Masyarakat dapat memperkaya manusia apabila ia sadar bahwa tujuan hidupnya bukan menjadi makhluk sosial, melainkan menjadi makhluk spiritual.
Ketiga, penyebab terhalangnya kebebasan eksistensialisme bagi manusia yaitu peradaban. Sebelumnya perlu di catat bahwa Berdyaev membedakan istilah antara “peradaban” dan “kebudayaan”.
Peradaban menurut Berdyaev adalah perwujudan dari usaha manusia untuk mengikuti kewajiban-kewajiban yang dituntut oleh alam.
Sedangkan, kebudayaan adalah hasil karya manusia, tetapi hal ini berhubungan dengan kebutuhan spiritual manusia.
Peradaban dimulai dengan penemuan manusia untuk membuat alat-alat yang mampu meringankan beban dalam menuntaskan desakan-desakan alam.
Yang artinya bahwa peradaban merupakan usaha manusia untuk membebaskan dirinya dari desakan-desakan alam.
Tetapi kenyataan yang terjadi memperlihatkan bahwa manusia menjadi terjebak oleh peradabannya sendiri.
Karena manusia menjadikan peradaban sebagai tujuan hidup, padahal seharusnya peradaban hanya alat yang digunakan untuk menanggapi desakan-desakan alam.
Hal ini dapat dibuktikan oleh Berdyaev pada kemajuan teknologi yang pada akhirnya berakibat manusia diperbudak oleh mesin. Dengan perkembangan teknologi modern ini, manusia akhirnya terancam kehancuran oleh alat-alat ciptaannay sendiri.

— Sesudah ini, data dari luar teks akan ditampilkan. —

use clap::Args;
use taskcal_core::sync::{sync_pending, CalendarSyncEngine};
use taskcal_core::Config;

use super::{connect, open_store, print_report, runtime, CliResult};

#[derive(Args)]
pub struct SyncArgs {
    /// IANA time zone for created events
    #[arg(long)]
    pub time_zone: Option<String>,
    /// Output the report as JSON
    #[arg(long)]
    pub json: bool,
}

/// Push every unsynced or previously failed task.
pub fn run(args: SyncArgs) -> CliResult {
    let config = Config::load()?;
    let time_zone = args.time_zone.unwrap_or(config.sync.time_zone.clone());
    let remote = connect(&config)?;
    let engine = CalendarSyncEngine::new(remote.api, remote.session);
    let store = tokio::sync::Mutex::new(open_store()?);

    let report = runtime()?.block_on(sync_pending(&store, &engine, &time_zone, None))?;
    if args.json {
        println!("{}", serde_json::to_string_pretty(&report)?);
    } else if report.results.is_empty() {
        println!("Nothing to sync.");
    } else {
        print_report(&report);
    }

    if report.auth_aborted {
        return Err("sync aborted: authentication required".into());
    }
    Ok(())
}
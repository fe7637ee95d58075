//! Bulk import as an explicit state machine.
//!
//! ```text
//! Input ──parse──> Configured ──begin_submit──> Submitting ──finish──> Done
//!   ^                  |                            |
//!   +──────back────────+                            +──fail──> Failed
//! ```
//!
//! The flow owns the pasted text and the per-task settings; it never
//! touches the network or the store. Callers drive the side effects between
//! `begin_submit` and `finish`/`fail`.

use chrono::NaiveDate;
use thiserror::Error;

use crate::error::ValidationError;
use crate::parser::parse_task_text;
use crate::schedule::{build_schedule, ClockTime, Schedule, ScheduleEntry};
use crate::sync::SyncReport;

#[derive(Debug, Clone, PartialEq, Eq)]
pub enum ImportState {
    Input,
    Configured,
    Submitting,
    Done(SyncReport),
    Failed(String),
}

impl ImportState {
    fn name(&self) -> &'static str {
        match self {
            ImportState::Input => "input",
            ImportState::Configured => "configured",
            ImportState::Submitting => "submitting",
            ImportState::Done(_) => "done",
            ImportState::Failed(_) => "failed",
        }
    }
}

#[derive(Error, Debug, Clone, PartialEq, Eq)]
pub enum WorkflowError {
    #[error("Cannot {action} while {state}")]
    InvalidTransition {
        state: &'static str,
        action: &'static str,
    },

    #[error("No task at position {0}")]
    NoSuchTask(usize),

    #[error(transparent)]
    Validation(#[from] ValidationError),
}

/// One import session.
#[derive(Debug, Clone)]
pub struct ImportFlow {
    state: ImportState,
    text: String,
    date: NaiveDate,
    start_time: ClockTime,
    entries: Vec<ScheduleEntry>,
}

impl ImportFlow {
    pub fn new(date: NaiveDate, start_time: ClockTime) -> Self {
        Self {
            state: ImportState::Input,
            text: String::new(),
            date,
            start_time,
            entries: Vec::new(),
        }
    }

    pub fn state(&self) -> &ImportState {
        &self.state
    }

    pub fn text(&self) -> &str {
        &self.text
    }

    pub fn entries(&self) -> &[ScheduleEntry] {
        &self.entries
    }

    fn expect_state(&self, wanted: &ImportState, action: &'static str) -> Result<(), WorkflowError> {
        if std::mem::discriminant(&self.state) != std::mem::discriminant(wanted) {
            return Err(WorkflowError::InvalidTransition {
                state: self.state.name(),
                action,
            });
        }
        Ok(())
    }

    /// Parse `text` into entries that all get `break_after` and
    /// `calendar_id`. Stays in `Input` when nothing matches.
    pub fn parse(
        &mut self,
        text: &str,
        break_after: u32,
        calendar_id: &str,
    ) -> Result<usize, WorkflowError> {
        self.expect_state(&ImportState::Input, "parse")?;
        self.text = text.to_string();

        let lines = parse_task_text(text);
        if lines.is_empty() {
            return Err(ValidationError::ParseEmpty.into());
        }
        self.entries = lines
            .into_iter()
            .map(|line| ScheduleEntry {
                calendar_id: Some(calendar_id.to_string()),
                ..ScheduleEntry::new(line.title, line.duration_minutes, break_after)
            })
            .collect();
        self.state = ImportState::Configured;
        Ok(self.entries.len())
    }

    pub fn set_start(&mut self, date: NaiveDate, start_time: ClockTime) -> Result<(), WorkflowError> {
        self.expect_state(&ImportState::Configured, "change the start")?;
        self.date = date;
        self.start_time = start_time;
        Ok(())
    }

    fn entry_mut(&mut self, index: usize, action: &'static str) -> Result<&mut ScheduleEntry, WorkflowError> {
        self.expect_state(&ImportState::Configured, action)?;
        self.entries
            .get_mut(index)
            .ok_or(WorkflowError::NoSuchTask(index))
    }

    pub fn set_break(&mut self, index: usize, minutes: u32) -> Result<(), WorkflowError> {
        self.entry_mut(index, "edit a break")?.break_after = minutes;
        Ok(())
    }

    pub fn set_calendar(&mut self, index: usize, calendar_id: &str) -> Result<(), WorkflowError> {
        self.entry_mut(index, "edit a calendar")?.calendar_id = Some(calendar_id.to_string());
        Ok(())
    }

    pub fn set_description(&mut self, index: usize, description: Option<String>) -> Result<(), WorkflowError> {
        self.entry_mut(index, "edit a description")?.description =
            description.filter(|d| !d.trim().is_empty());
        Ok(())
    }

    pub fn apply_break_to_all(&mut self, minutes: u32) -> Result<(), WorkflowError> {
        self.expect_state(&ImportState::Configured, "edit breaks")?;
        for entry in &mut self.entries {
            entry.break_after = minutes;
        }
        Ok(())
    }

    pub fn apply_calendar_to_all(&mut self, calendar_id: &str) -> Result<(), WorkflowError> {
        self.expect_state(&ImportState::Configured, "edit calendars")?;
        for entry in &mut self.entries {
            entry.calendar_id = Some(calendar_id.to_string());
        }
        Ok(())
    }

    /// Schedule for the current settings, without changing state.
    pub fn preview(&self) -> Result<Schedule, WorkflowError> {
        self.expect_state(&ImportState::Configured, "preview")?;
        Ok(build_schedule(&self.entries, self.date, self.start_time))
    }

    /// Return to text input, keeping the text.
    pub fn back(&mut self) -> Result<(), WorkflowError> {
        self.expect_state(&ImportState::Configured, "go back")?;
        self.entries.clear();
        self.state = ImportState::Input;
        Ok(())
    }

    /// Lock the settings and hand out the schedule to submit.
    pub fn begin_submit(&mut self) -> Result<Schedule, WorkflowError> {
        let schedule = self.preview()?;
        self.state = ImportState::Submitting;
        Ok(schedule)
    }

    pub fn finish(&mut self, report: SyncReport) -> Result<(), WorkflowError> {
        self.expect_state(&ImportState::Submitting, "finish")?;
        self.state = ImportState::Done(report);
        Ok(())
    }

    pub fn fail(&mut self, error: impl Into<String>) -> Result<(), WorkflowError> {
        self.expect_state(&ImportState::Submitting, "fail")?;
        self.state = ImportState::Failed(error.into());
        Ok(())
    }

    /// Start over from an empty input.
    pub fn reset(&mut self) {
        self.state = ImportState::Input;
        self.text.clear();
        self.entries.clear();
    }
}
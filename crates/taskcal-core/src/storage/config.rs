//! TOML-based application configuration.
//!
//! Stores:
//! - Google OAuth client credentials and endpoints
//! - Scheduling defaults (start time, overflow policy)
//! - Sync defaults (time zone, target calendar)
//! - HTTP server bind address and client timeout
//!
//! Configuration is stored at `~/.config/taskcal/config.toml`.

use serde::{Deserialize, Serialize};
use std::path::{Path, PathBuf};

use super::data_dir;
use crate::error::ConfigError;
use crate::schedule::ClockTime;

/// Google OAuth and API endpoints.
#[derive(Debug, Clone, Serialize, Deserialize)]
pub struct GoogleConfig {
    #[serde(default)]
    pub client_id: String,
    #[serde(default)]
    pub client_secret: String,
    #[serde(default = "default_auth_url")]
    pub auth_url: String,
    #[serde(default = "default_token_url")]
    pub token_url: String,
    #[serde(default = "default_api_base")]
    pub api_base: String,
    #[serde(default = "default_redirect_port")]
    pub redirect_port: u16,
}

/// Scheduling defaults.
#[derive(Debug, Clone, Serialize, Deserialize)]
pub struct ScheduleConfig {
    #[serde(default = "default_start_time")]
    pub default_start_time: String,
    /// Refuse batches whose last task ends after midnight instead of wrapping.
    #[serde(default)]
    pub reject_overflow: bool,
}

/// Sync defaults.
#[derive(Debug, Clone, Serialize, Deserialize)]
pub struct SyncConfig {
    /// IANA zone name attached to every event (e.g. "Europe/Madrid").
    #[serde(default = "default_time_zone")]
    pub time_zone: String,
    #[serde(default = "default_calendar_id")]
    pub default_calendar_id: String,
}

/// HTTP server configuration.
#[derive(Debug, Clone, Serialize, Deserialize)]
pub struct ServerConfig {
    #[serde(default = "default_bind")]
    pub bind: String,
}

/// Outbound HTTP client configuration.
#[derive(Debug, Clone, Serialize, Deserialize)]
pub struct HttpConfig {
    #[serde(default = "default_timeout_secs")]
    pub timeout_secs: u64,
}

/// Application configuration.
///
/// Serialized to/from TOML at `~/.config/taskcal/config.toml`.
#[derive(Debug, Clone, Serialize, Deserialize, Default)]
pub struct Config {
    #[serde(default)]
    pub google: GoogleConfig,
    #[serde(default)]
    pub schedule: ScheduleConfig,
    #[serde(default)]
    pub sync: SyncConfig,
    #[serde(default)]
    pub server: ServerConfig,
    #[serde(default)]
    pub http: HttpConfig,
}

// Default functions
fn default_auth_url() -> String {
    "https://accounts.google.com/o/oauth2/v2/auth".into()
}
fn default_token_url() -> String {
    "https://oauth2.googleapis.com/token".into()
}
fn default_api_base() -> String {
    "https://www.googleapis.com/calendar/v3".into()
}
fn default_redirect_port() -> u16 {
    19821
}
fn default_start_time() -> String {
    "09:00".into()
}
fn default_time_zone() -> String {
    "UTC".into()
}
fn default_calendar_id() -> String {
    crate::schedule::PRIMARY_CALENDAR_ID.into()
}
fn default_bind() -> String {
    "127.0.0.1:8787".into()
}
fn default_timeout_secs() -> u64 {
    30
}

impl Default for GoogleConfig {
    fn default() -> Self {
        Self {
            client_id: String::new(),
            client_secret: String::new(),
            auth_url: default_auth_url(),
            token_url: default_token_url(),
            api_base: default_api_base(),
            redirect_port: default_redirect_port(),
        }
    }
}

impl Default for ScheduleConfig {
    fn default() -> Self {
        Self {
            default_start_time: default_start_time(),
            reject_overflow: false,
        }
    }
}

impl Default for SyncConfig {
    fn default() -> Self {
        Self {
            time_zone: default_time_zone(),
            default_calendar_id: default_calendar_id(),
        }
    }
}

impl Default for ServerConfig {
    fn default() -> Self {
        Self {
            bind: default_bind(),
        }
    }
}

impl Default for HttpConfig {
    fn default() -> Self {
        Self {
            timeout_secs: default_timeout_secs(),
        }
    }
}

impl GoogleConfig {
    /// Client id and secret, with `GOOGLE_CLIENT_ID` / `GOOGLE_CLIENT_SECRET`
    /// taking precedence over the file.
    pub fn credentials(&self) -> (String, String) {
        let pick = |var: &str, fallback: &str| {
            std::env::var(var)
                .ok()
                .filter(|v| !v.trim().is_empty())
                .unwrap_or_else(|| fallback.to_string())
        };
        (
            pick("GOOGLE_CLIENT_ID", &self.client_id),
            pick("GOOGLE_CLIENT_SECRET", &self.client_secret),
        )
    }
}

impl Config {
    fn get_json_value_by_path<'a>(
        root: &'a serde_json::Value,
        key: &str,
    ) -> Option<&'a serde_json::Value> {
        if key.is_empty() {
            return None;
        }

        let mut current = root;
        for part in key.split('.') {
            current = current.get(part)?;
        }
        Some(current)
    }

    fn set_json_value_by_path(
        root: &mut serde_json::Value,
        key: &str,
        value: &str,
    ) -> Result<(), ConfigError> {
        let unknown = || ConfigError::InvalidValue {
            key: key.to_string(),
            message: "unknown config key".to_string(),
        };
        let invalid = |message: String| ConfigError::InvalidValue {
            key: key.to_string(),
            message,
        };

        let mut parts = key.split('.').peekable();
        if key.is_empty() {
            return Err(unknown());
        }

        let mut current = root;
        while let Some(part) = parts.next() {
            if parts.peek().is_none() {
                let obj = current.as_object_mut().ok_or_else(unknown)?;
                let existing = obj.get(part).ok_or_else(unknown)?;

                let new_value = match existing {
                    serde_json::Value::Bool(_) => serde_json::Value::Bool(
                        value
                            .parse::<bool>()
                            .map_err(|_| invalid(format!("cannot parse '{value}' as bool")))?,
                    ),
                    serde_json::Value::Number(_) => value
                        .parse::<u64>()
                        .map(|n| serde_json::Value::Number(n.into()))
                        .map_err(|_| invalid(format!("cannot parse '{value}' as number")))?,
                    serde_json::Value::Object(_) | serde_json::Value::Array(_) => {
                        serde_json::from_str(value).map_err(|e| invalid(e.to_string()))?
                    }
                    _ => serde_json::Value::String(value.into()),
                };

                obj.insert(part.to_string(), new_value);
                return Ok(());
            }

            current = current.get_mut(part).ok_or_else(unknown)?;
        }

        Err(unknown())
    }

    pub fn path() -> Result<PathBuf, ConfigError> {
        Ok(data_dir()?.join("config.toml"))
    }

    /// Load from the default location or return (and write) the default.
    ///
    /// # Errors
    ///
    /// Returns an error if the config file exists but cannot be parsed,
    /// or if the default config cannot be written to disk.
    pub fn load() -> Result<Self, ConfigError> {
        Self::load_from(&Self::path()?)
    }

    /// Load from `path`, writing defaults there if the file does not exist.
    pub fn load_from(path: &Path) -> Result<Self, ConfigError> {
        match std::fs::read_to_string(path) {
            Ok(content) => toml::from_str(&content).map_err(|e| ConfigError::LoadFailed {
                path: path.to_path_buf(),
                message: e.to_string(),
            }),
            Err(e) if e.kind() == std::io::ErrorKind::NotFound => {
                let cfg = Self::default();
                cfg.save_to(path)?;
                Ok(cfg)
            }
            Err(e) => Err(ConfigError::LoadFailed {
                path: path.to_path_buf(),
                message: e.to_string(),
            }),
        }
    }

    /// Persist to the default location.
    pub fn save(&self) -> Result<(), ConfigError> {
        self.save_to(&Self::path()?)
    }

    /// Persist to `path`.
    pub fn save_to(&self, path: &Path) -> Result<(), ConfigError> {
        let save_failed = |message: String| ConfigError::SaveFailed {
            path: path.to_path_buf(),
            message,
        };
        let content = toml::to_string_pretty(self).map_err(|e| save_failed(e.to_string()))?;
        std::fs::write(path, content).map_err(|e| save_failed(e.to_string()))
    }

    /// Get a config value as string by dot-separated key.
    pub fn get(&self, key: &str) -> Option<String> {
        let json = serde_json::to_value(self).ok()?;
        let val = Self::get_json_value_by_path(&json, key)?;
        match val {
            serde_json::Value::String(s) => Some(s.clone()),
            other => Some(other.to_string()),
        }
    }

    /// Set a config value by key in memory. Returns error if key is unknown.
    ///
    /// # Errors
    ///
    /// Returns an error if the key is unknown or the value cannot be parsed
    /// into the field's type.
    pub fn set(&mut self, key: &str, value: &str) -> Result<(), ConfigError> {
        let mut json =
            serde_json::to_value(&*self).map_err(|e| ConfigError::ParseFailed(e.to_string()))?;
        Self::set_json_value_by_path(&mut json, key, value)?;
        let updated: Config = serde_json::from_value(json).map_err(|e| ConfigError::InvalidValue {
            key: key.to_string(),
            message: e.to_string(),
        })?;
        updated.validate()?;
        *self = updated;
        Ok(())
    }

    /// Check values whose type alone does not make them usable.
    pub fn validate(&self) -> Result<(), ConfigError> {
        self.schedule
            .default_start_time
            .parse::<ClockTime>()
            .map_err(|e| ConfigError::InvalidValue {
                key: "schedule.default_start_time".to_string(),
                message: e.to_string(),
            })?;
        Ok(())
    }

    /// Load from disk, returning default on error.
    /// This is a convenience method that never fails.
    pub fn load_or_default() -> Self {
        Self::load().unwrap_or_else(|e| {
            tracing::warn!("falling back to default config: {e}");
            Self::default()
        })
    }
}
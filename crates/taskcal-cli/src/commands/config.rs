use clap::Subcommand;
use taskcal_core::Config;

use super::CliResult;

#[derive(Subcommand)]
pub enum ConfigAction {
    /// Get a config value
    Get {
        /// Dotted key (e.g. "sync.time_zone", "schedule.default_start_time")
        key: String,
    },
    /// Set a config value
    Set {
        /// Dotted key
        key: String,
        /// New value
        value: String,
    },
    /// Print the whole configuration
    Show,
    /// Print the config file location
    Path,
    /// Reset config to defaults
    Reset,
}

pub fn run(action: ConfigAction) -> CliResult {
    match action {
        ConfigAction::Get { key } => {
            let config = Config::load()?;
            match config.get(&key) {
                Some(value) => println!("{value}"),
                None => return Err(format!("unknown key: {key}").into()),
            }
        }
        ConfigAction::Set { key, value } => {
            let mut config = Config::load()?;
            config.set(&key, &value)?;
            config.save()?;
            println!("ok");
        }
        ConfigAction::Show => {
            let config = Config::load()?;
            println!("{}", serde_json::to_string_pretty(&config)?);
        }
        ConfigAction::Path => println!("{}", Config::path()?.display()),
        ConfigAction::Reset => {
            Config::default().save()?;
            println!("config reset to defaults");
        }
    }
    Ok(())
}
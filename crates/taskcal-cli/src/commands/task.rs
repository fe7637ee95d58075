use clap::Subcommand;
use taskcal_core::{Config, SyncState, Task, TaskDraft, ValidationError};

use super::{connect, date_or_today, open_store, runtime, start_or_default, CliResult};

#[derive(Subcommand)]
pub enum TaskAction {
    /// Add a single task
    Add {
        /// Task title
        title: String,
        /// Duration in minutes
        #[arg(long, default_value_t = 30)]
        duration: u32,
        /// Break after the task, in minutes (defaults to the stored default break)
        #[arg(long)]
        break_after: Option<u32>,
        /// Date (YYYY-MM-DD, defaults to today)
        #[arg(long)]
        date: Option<String>,
        /// Start time (HH:mm)
        #[arg(long)]
        start: Option<String>,
        /// Target calendar id
        #[arg(long)]
        calendar: Option<String>,
        /// Event description
        #[arg(long)]
        description: Option<String>,
    },
    /// List tasks
    List {
        /// Output as JSON
        #[arg(long)]
        json: bool,
    },
    /// Remove a task (and its calendar event, if synced)
    Remove {
        /// Task ID
        id: String,
        /// Keep the calendar event, only forget the local task
        #[arg(long)]
        local_only: bool,
    },
    /// Show or set the default break between imported tasks
    DefaultBreak {
        /// New default in minutes
        minutes: Option<u32>,
    },
}

pub fn run(action: TaskAction) -> CliResult {
    match action {
        TaskAction::Add {
            title,
            duration,
            break_after,
            date,
            start,
            calendar,
            description,
        } => {
            if duration == 0 {
                return Err(ValidationError::InvalidDuration(duration).into());
            }
            let config = Config::load()?;
            let mut store = open_store()?;
            let draft = TaskDraft {
                title,
                description,
                duration,
                break_after: break_after.unwrap_or_else(|| store.default_break_minutes()),
                date: date_or_today(date.as_deref())?,
                start_time: start_or_default(start.as_deref(), &config)?,
                calendar_id: calendar.unwrap_or(config.sync.default_calendar_id),
                calendar_name: None,
                calendar_color: None,
            };
            draft.validate()?;
            let task = store.add(draft)?;
            println!("Task added: {}", task.id);
            println!("{}", describe(&task));
        }
        TaskAction::List { json } => {
            let store = open_store()?;
            if json {
                println!("{}", serde_json::to_string_pretty(store.all())?);
            } else if store.is_empty() {
                println!("No tasks.");
            } else {
                for task in store.all() {
                    println!("{}  {}", task.id, describe(task));
                }
            }
        }
        TaskAction::Remove { id, local_only } => {
            let mut store = open_store()?;
            let synced = match store.get(&id) {
                Some(task) => task.synced(),
                None => return Err(format!("task not found: {id}").into()),
            };
            let removed = if local_only || !synced {
                store.remove(&id)?
            } else {
                let config = Config::load()?;
                let remote = connect(&config)?;
                runtime()?.block_on(store.remove_with_remote(
                    &id,
                    remote.api.as_ref(),
                    &remote.session,
                ))?
            };
            if let Some(task) = removed {
                println!("Task removed: {} ({})", task.id, task.title());
            }
        }
        TaskAction::DefaultBreak { minutes } => {
            let mut store = open_store()?;
            if let Some(minutes) = minutes {
                store.set_default_break_minutes(minutes)?;
            }
            println!("{}", store.default_break_minutes());
        }
    }
    Ok(())
}

fn describe(task: &Task) -> String {
    let draft = &task.draft;
    let status = match &task.sync {
        SyncState::Synced { .. } => "synced".to_string(),
        SyncState::Failed { reason } => format!("failed: {reason}"),
        SyncState::Pending { .. } => "pending".to_string(),
        SyncState::Idle => "not synced".to_string(),
    };
    format!(
        "{} {}-{}  {} ({} min) [{}] {}",
        draft.date,
        draft.start_time,
        draft.end_time(),
        draft.title,
        draft.duration,
        draft.calendar_id,
        status
    )
}
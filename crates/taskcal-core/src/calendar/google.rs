//! Google Calendar v3 REST client.

use std::time::Duration;

use async_trait::async_trait;
use reqwest::{Client, Response, StatusCode};
use serde::{Deserialize, Serialize};

use crate::error::ApiError;
use crate::storage::HttpConfig;

use super::{CalendarApi, CalendarItem, EventDateTime, EventRequest};

pub const GOOGLE_CALENDAR_API_BASE: &str = "https://www.googleapis.com/calendar/v3";

/// Minimum access role for calendars offered as sync targets.
const MIN_ACCESS_ROLE: &str = "writer";

#[derive(Debug, Clone)]
pub struct GoogleCalendarClient {
    http: Client,
    api_base: String,
}

/// Event body as the API expects it: no local id, no calendar id.
#[derive(Serialize)]
struct EventResource<'a> {
    summary: &'a str,
    #[serde(skip_serializing_if = "Option::is_none")]
    description: Option<&'a str>,
    start: &'a EventDateTime,
    end: &'a EventDateTime,
}

#[derive(Deserialize)]
struct InsertedEvent {
    #[serde(default)]
    id: Option<String>,
}

#[derive(Deserialize)]
struct CalendarListResponse {
    #[serde(default)]
    items: Vec<CalendarListEntry>,
}

#[derive(Deserialize)]
#[serde(rename_all = "camelCase")]
struct CalendarListEntry {
    id: String,
    #[serde(default)]
    summary: Option<String>,
    #[serde(default)]
    summary_override: Option<String>,
    #[serde(default)]
    background_color: Option<String>,
    #[serde(default)]
    primary: bool,
    #[serde(default)]
    access_role: Option<String>,
}

impl From<CalendarListEntry> for CalendarItem {
    fn from(entry: CalendarListEntry) -> Self {
        let name = entry
            .summary_override
            .or(entry.summary)
            .unwrap_or_else(|| entry.id.clone());
        CalendarItem {
            id: entry.id,
            name,
            color: entry.background_color,
            primary: entry.primary,
            access_role: entry.access_role,
        }
    }
}

#[derive(Deserialize)]
struct ErrorEnvelope {
    error: ErrorDetail,
}

#[derive(Deserialize)]
struct ErrorDetail {
    message: String,
}

/// Shared HTTP client with the configured request timeout.
pub fn http_client(config: &HttpConfig) -> Result<Client, ApiError> {
    Ok(Client::builder()
        .timeout(Duration::from_secs(config.timeout_secs))
        .build()?)
}

impl GoogleCalendarClient {
    pub fn new(http: Client, api_base: impl Into<String>) -> Self {
        Self {
            http,
            api_base: api_base.into().trim_end_matches('/').to_string(),
        }
    }

    fn events_url(&self, calendar_id: &str) -> String {
        format!("{}/calendars/{}/events", self.api_base, encode(calendar_id))
    }
}

/// Map a non-success response to an [`ApiError`], preferring the provider's
/// `error.message`.
async fn check_status(resp: Response) -> Result<Response, ApiError> {
    let status = resp.status();
    if status.is_success() {
        return Ok(resp);
    }
    let body = resp.text().await.unwrap_or_default();
    let message = serde_json::from_str::<ErrorEnvelope>(&body)
        .map(|e| e.error.message)
        .unwrap_or_else(|_| {
            if body.is_empty() {
                status.to_string()
            } else {
                body
            }
        });

    Err(match status {
        StatusCode::UNAUTHORIZED => ApiError::Unauthorized(message),
        StatusCode::NOT_FOUND | StatusCode::GONE => ApiError::NotFound,
        other => ApiError::Rejected {
            status: other.as_u16(),
            message,
        },
    })
}

#[async_trait]
impl CalendarApi for GoogleCalendarClient {
    async fn list_calendars(&self, access_token: &str) -> Result<Vec<CalendarItem>, ApiError> {
        let url = format!("{}/users/me/calendarList", self.api_base);
        tracing::debug!(%url, "listing calendars");
        let resp = self
            .http
            .get(&url)
            .query(&[("minAccessRole", MIN_ACCESS_ROLE)])
            .bearer_auth(access_token)
            .send()
            .await?;
        let body = check_status(resp).await?.text().await?;
        let list: CalendarListResponse = serde_json::from_str(&body)
            .map_err(|e| ApiError::Contract(format!("calendar list: {e}")))?;
        Ok(list.items.into_iter().map(CalendarItem::from).collect())
    }

    async fn insert_event(&self, access_token: &str, event: &EventRequest) -> Result<String, ApiError> {
        let url = self.events_url(&event.calendar_id);
        tracing::debug!(calendar_id = %event.calendar_id, summary = %event.summary, "creating event");
        let resource = EventResource {
            summary: &event.summary,
            description: event.description.as_deref(),
            start: &event.start,
            end: &event.end,
        };
        let resp = self
            .http
            .post(&url)
            .bearer_auth(access_token)
            .json(&resource)
            .send()
            .await?;
        let body = check_status(resp).await?.text().await?;
        let created: InsertedEvent = serde_json::from_str(&body)
            .map_err(|e| ApiError::Contract(format!("event insert: {e}")))?;
        created
            .id
            .filter(|id| !id.is_empty())
            .ok_or_else(|| ApiError::Contract("event created without an id".into()))
    }

    async fn delete_event(
        &self,
        access_token: &str,
        calendar_id: &str,
        event_id: &str,
    ) -> Result<(), ApiError> {
        let url = format!("{}/{}", self.events_url(calendar_id), encode(event_id));
        tracing::debug!(%calendar_id, %event_id, "deleting event");
        let resp = self
            .http
            .delete(&url)
            .bearer_auth(access_token)
            .send()
            .await?;
        check_status(resp).await.map(|_| ())
    }
}

/// Percent-encode one path segment.
fn encode(s: &str) -> String {
    url::form_urlencoded::byte_serialize(s.as_bytes())
        .collect::<String>()
        .replace('+', "%20")
}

Keempat, masalah sejarah. Pendalaman manusia mengenai kesejarahan merupakan salah satu penyebab timbulnya kemampuan untuk mendalami eksistensinya sebagai kebebasan.
Berdyaev berpendapat bahwa manusia bukanlah bagian dari sejarah, melainkan sejarah lah yang menjadi bagian bagi manusia.
Manusia harus menerima kesejarahannya karena sejarah merupakan hal yang diciptakan oleh manusia itu sendiri.
***
Kesejarahan baik yang positif maupun negatif harus menjadi landasan bagi manusia untuk mengisi masa depannya dengan cita-cita dan karya-karya yang kreatif.
Dapat disimpulkan bahwa, Berdyaev dalam seluruh pemikiran eksistensialismenya menyatakan kebebasan pribadi dijadikan sebagai pegangan pokok.
Hal ini karena kebebasan merupakan satu-satunya yang dapat menjamin eksistensi manusia yang mengungkapkan kenyataan bahwa manusia adalah makhluk spiritual.